===== RAW DATA
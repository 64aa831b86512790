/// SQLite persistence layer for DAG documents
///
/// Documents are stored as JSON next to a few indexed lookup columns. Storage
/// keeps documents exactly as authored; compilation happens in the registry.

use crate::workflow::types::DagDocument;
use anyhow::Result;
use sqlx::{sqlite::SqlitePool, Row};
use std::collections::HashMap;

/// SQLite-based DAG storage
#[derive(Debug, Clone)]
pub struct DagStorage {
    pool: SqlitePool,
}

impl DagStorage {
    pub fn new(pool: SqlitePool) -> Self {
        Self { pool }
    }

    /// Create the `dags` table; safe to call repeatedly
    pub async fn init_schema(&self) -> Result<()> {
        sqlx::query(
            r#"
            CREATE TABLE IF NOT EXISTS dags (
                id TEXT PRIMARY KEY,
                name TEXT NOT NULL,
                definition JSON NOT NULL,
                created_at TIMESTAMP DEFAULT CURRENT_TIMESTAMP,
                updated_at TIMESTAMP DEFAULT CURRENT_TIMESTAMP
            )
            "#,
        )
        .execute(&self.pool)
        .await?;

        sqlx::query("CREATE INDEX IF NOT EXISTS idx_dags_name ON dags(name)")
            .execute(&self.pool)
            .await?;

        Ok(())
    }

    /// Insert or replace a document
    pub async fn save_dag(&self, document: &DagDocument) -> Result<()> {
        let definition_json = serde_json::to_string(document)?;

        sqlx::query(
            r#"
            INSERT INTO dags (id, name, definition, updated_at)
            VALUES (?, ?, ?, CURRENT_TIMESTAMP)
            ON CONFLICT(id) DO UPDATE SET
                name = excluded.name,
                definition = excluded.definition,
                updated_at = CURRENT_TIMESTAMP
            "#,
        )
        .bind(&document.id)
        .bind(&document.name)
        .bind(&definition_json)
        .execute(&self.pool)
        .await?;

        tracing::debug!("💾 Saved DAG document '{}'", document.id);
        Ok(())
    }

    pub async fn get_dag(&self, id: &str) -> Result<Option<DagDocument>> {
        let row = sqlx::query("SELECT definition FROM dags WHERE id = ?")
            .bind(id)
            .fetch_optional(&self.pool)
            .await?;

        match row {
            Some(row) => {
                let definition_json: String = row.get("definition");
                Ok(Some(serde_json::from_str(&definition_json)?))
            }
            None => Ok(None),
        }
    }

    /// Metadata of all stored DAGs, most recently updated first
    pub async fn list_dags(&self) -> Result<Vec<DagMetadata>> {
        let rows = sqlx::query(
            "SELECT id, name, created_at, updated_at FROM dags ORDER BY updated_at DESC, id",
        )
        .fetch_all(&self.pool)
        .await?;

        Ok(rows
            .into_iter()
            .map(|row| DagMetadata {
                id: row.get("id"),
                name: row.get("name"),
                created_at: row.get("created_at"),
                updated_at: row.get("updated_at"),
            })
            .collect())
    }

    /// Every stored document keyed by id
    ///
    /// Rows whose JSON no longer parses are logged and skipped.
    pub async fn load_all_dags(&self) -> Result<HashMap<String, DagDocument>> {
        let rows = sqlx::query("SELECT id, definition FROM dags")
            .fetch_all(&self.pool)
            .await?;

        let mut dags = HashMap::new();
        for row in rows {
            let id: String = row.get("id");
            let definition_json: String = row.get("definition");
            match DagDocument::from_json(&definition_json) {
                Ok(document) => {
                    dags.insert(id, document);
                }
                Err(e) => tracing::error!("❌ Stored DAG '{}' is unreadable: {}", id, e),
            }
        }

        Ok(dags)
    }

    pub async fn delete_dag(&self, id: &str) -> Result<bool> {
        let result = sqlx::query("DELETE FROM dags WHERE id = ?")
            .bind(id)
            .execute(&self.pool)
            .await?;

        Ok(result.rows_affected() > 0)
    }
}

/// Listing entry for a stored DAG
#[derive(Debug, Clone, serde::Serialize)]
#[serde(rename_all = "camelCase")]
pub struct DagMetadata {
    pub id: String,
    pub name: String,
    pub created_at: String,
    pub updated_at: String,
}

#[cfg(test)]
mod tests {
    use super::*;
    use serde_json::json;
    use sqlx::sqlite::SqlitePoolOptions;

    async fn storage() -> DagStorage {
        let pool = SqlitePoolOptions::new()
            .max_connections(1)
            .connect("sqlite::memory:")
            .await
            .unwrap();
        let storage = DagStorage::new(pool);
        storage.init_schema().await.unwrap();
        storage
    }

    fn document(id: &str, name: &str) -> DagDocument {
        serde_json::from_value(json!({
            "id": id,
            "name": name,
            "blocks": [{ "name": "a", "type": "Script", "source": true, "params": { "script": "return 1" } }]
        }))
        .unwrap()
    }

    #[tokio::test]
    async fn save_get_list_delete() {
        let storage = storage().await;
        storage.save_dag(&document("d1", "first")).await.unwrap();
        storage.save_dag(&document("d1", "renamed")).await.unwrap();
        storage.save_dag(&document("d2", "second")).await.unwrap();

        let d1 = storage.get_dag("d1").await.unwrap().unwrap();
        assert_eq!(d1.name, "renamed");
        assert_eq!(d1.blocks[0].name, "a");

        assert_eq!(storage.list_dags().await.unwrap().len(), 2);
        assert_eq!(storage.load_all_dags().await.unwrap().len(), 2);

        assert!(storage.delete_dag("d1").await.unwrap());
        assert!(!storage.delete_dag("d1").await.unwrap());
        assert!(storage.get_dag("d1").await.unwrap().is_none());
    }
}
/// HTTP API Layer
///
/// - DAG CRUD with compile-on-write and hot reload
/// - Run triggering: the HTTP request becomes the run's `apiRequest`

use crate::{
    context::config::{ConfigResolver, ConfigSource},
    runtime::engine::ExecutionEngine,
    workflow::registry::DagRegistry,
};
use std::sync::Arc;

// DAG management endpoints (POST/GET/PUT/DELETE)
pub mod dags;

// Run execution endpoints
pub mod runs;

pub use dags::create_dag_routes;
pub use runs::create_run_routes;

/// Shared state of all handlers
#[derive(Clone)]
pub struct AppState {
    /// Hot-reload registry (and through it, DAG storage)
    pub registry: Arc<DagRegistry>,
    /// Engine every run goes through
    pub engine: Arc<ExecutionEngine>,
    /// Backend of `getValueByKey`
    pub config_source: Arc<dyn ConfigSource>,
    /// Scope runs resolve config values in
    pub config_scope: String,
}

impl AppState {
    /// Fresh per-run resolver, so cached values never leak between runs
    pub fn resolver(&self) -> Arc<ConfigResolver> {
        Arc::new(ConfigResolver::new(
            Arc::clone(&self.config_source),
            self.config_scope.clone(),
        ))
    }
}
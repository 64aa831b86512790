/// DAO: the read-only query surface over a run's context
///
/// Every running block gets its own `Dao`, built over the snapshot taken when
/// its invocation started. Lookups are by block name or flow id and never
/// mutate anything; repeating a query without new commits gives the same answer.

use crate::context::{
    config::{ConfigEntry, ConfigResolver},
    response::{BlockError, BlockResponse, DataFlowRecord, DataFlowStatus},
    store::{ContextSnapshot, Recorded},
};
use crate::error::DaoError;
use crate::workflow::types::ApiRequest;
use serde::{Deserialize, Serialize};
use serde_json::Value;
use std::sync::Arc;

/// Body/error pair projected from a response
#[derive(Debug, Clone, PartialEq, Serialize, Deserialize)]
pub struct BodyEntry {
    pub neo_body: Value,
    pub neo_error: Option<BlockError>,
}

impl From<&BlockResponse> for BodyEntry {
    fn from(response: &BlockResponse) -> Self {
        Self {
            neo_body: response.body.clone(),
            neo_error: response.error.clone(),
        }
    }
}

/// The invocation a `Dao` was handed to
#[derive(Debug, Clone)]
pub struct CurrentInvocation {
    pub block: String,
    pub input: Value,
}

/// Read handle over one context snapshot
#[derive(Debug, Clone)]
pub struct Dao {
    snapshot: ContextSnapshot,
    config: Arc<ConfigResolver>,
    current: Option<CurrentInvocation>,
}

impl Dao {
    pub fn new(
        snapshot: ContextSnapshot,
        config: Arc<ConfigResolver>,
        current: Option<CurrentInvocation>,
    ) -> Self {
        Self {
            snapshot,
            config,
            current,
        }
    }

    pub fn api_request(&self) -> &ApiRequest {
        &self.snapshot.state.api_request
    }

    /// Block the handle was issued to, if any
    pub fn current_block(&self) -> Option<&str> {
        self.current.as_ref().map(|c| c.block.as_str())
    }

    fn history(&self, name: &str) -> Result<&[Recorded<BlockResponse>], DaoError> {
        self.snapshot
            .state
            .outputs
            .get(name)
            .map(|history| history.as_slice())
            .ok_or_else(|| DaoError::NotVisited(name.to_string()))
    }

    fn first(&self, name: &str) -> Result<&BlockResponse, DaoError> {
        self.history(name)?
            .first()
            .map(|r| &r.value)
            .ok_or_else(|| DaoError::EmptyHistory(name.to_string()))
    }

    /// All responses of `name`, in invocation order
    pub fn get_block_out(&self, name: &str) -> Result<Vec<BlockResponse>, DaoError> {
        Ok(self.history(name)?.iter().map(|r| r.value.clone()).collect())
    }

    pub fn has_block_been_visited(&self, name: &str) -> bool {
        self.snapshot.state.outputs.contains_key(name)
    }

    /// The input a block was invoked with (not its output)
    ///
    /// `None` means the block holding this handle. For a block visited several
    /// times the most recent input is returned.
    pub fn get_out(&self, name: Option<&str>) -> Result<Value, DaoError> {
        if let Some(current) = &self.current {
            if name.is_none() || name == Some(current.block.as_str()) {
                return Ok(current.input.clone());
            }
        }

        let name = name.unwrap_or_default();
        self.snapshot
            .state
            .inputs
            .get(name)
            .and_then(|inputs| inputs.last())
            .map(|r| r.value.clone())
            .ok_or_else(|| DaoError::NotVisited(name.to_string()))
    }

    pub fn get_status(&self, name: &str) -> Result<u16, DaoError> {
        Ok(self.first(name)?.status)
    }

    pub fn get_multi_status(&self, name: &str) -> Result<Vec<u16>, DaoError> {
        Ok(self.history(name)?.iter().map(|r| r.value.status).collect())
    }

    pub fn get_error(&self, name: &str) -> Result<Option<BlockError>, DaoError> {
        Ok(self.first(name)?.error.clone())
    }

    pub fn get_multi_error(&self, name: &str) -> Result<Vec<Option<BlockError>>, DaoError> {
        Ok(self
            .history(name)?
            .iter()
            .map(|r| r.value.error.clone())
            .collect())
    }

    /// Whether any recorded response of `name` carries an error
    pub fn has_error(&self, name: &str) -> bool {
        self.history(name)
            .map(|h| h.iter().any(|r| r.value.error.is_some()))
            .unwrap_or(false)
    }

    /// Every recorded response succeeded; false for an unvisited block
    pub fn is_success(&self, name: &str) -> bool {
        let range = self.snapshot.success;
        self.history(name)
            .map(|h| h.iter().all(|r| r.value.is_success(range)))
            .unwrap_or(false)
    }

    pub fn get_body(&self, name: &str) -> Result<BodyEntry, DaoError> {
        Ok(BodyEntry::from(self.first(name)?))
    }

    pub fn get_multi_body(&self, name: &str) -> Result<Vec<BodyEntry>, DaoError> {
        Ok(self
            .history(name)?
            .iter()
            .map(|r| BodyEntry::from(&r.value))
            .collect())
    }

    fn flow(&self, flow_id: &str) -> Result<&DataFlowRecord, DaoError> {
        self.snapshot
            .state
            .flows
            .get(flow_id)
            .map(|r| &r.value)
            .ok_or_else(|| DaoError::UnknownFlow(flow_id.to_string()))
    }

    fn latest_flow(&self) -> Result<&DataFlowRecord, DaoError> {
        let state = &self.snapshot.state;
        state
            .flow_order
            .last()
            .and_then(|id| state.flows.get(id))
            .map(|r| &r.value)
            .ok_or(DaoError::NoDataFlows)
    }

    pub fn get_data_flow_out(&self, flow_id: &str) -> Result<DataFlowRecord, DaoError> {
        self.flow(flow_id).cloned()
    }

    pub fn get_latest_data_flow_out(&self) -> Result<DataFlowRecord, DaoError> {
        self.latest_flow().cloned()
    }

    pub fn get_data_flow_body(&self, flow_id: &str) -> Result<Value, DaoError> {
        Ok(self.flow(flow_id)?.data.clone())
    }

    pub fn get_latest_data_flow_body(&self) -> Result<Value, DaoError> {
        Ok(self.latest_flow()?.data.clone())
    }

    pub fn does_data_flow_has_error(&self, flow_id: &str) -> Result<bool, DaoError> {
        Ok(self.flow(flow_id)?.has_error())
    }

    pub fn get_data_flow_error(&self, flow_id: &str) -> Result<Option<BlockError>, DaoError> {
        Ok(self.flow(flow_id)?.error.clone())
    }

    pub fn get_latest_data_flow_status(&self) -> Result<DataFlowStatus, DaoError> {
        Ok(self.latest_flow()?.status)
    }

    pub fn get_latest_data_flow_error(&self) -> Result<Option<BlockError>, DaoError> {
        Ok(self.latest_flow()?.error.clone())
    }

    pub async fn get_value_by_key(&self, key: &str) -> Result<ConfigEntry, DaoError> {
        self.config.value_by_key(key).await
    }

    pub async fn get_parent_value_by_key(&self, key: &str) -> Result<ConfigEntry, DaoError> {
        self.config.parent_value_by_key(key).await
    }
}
==========
PROBLEM DETAILS:
A single figure is expected: the count of lines in the data above that include the word "DagStorage".

EXERCISE RESULT:
4